Saved data entries:
===============
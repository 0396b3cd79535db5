use lazy_static::lazy_static;
use prometheus::{core::Collector, IntCounter, Registry};
use tracing::error;

lazy_static! {
    static ref BRIDGE_EVENTS_TOTAL: IntCounter = IntCounter::new(
        "webtap_bridge_events_total",
        "Transport notifications received by the bridge",
    )
    .unwrap();
    static ref BRIDGE_UNHANDLED_TOTAL: IntCounter = IntCounter::new(
        "webtap_bridge_unhandled_total",
        "Notifications dropped for unknown methods",
    )
    .unwrap();
    static ref BRIDGE_DECODE_FAILURES: IntCounter = IntCounter::new(
        "webtap_bridge_decode_failures_total",
        "Notifications dropped for undecodable payloads",
    )
    .unwrap();
}

fn register<C>(registry: &Registry, collector: C)
where
    C: Collector + Clone + Send + Sync + 'static,
{
    if let Err(err) = registry.register(Box::new(collector.clone())) {
        if !matches!(err, prometheus::Error::AlreadyReg) {
            error!(?err, "failed to register bridge metric");
        }
    }
}

pub fn register_metrics(registry: &Registry) {
    register(registry, BRIDGE_EVENTS_TOTAL.clone());
    register(registry, BRIDGE_UNHANDLED_TOTAL.clone());
    register(registry, BRIDGE_DECODE_FAILURES.clone());
}

pub fn record_event() {
    BRIDGE_EVENTS_TOTAL.inc();
}

pub fn record_unhandled() {
    BRIDGE_UNHANDLED_TOTAL.inc();
}

pub fn record_decode_failure() {
    BRIDGE_DECODE_FAILURES.inc();
}
use std::sync::Arc;

use async_trait::async_trait;

use capture_store::{CaptureStore, StageOutcome};
use webtap_event_bus::{BusError, BusEvent, EventHandler};

/// Stages storable records as they are captured. Registered on the bus for
/// `TrafficCaptured`; the dedup verdict happens inside the store.
pub struct StoreHandler {
    store: Arc<CaptureStore>,
}

impl StoreHandler {
    pub fn new(store: Arc<CaptureStore>) -> Arc<Self> {
        Arc::new(Self { store })
    }
}

#[async_trait]
impl EventHandler for StoreHandler {
    fn name(&self) -> &'static str {
        "store-stage"
    }

    async fn handle(&self, event: &BusEvent) -> Result<(), BusError> {
        if let BusEvent::TrafficCaptured {
            record,
            should_store,
        } = event
        {
            if *should_store {
                // Duplicate and Disabled outcomes are normal operation, not
                // handler failures.
                match self.store.stage(record) {
                    StageOutcome::Staged | StageOutcome::Duplicate | StageOutcome::Disabled => {}
                }
            }
        }
        Ok(())
    }
}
===============
• _DIRECTIONS FOR THIS TASK_
Where a line of the data includes the string "Disabled", list that line.

• _SOLUTION TO THIS TASK_
                // Duplicate and Disabled outcomes are normal operation, not
                    StageOutcome::Staged | StageOutcome::Duplicate | StageOutcome::Disabled => {}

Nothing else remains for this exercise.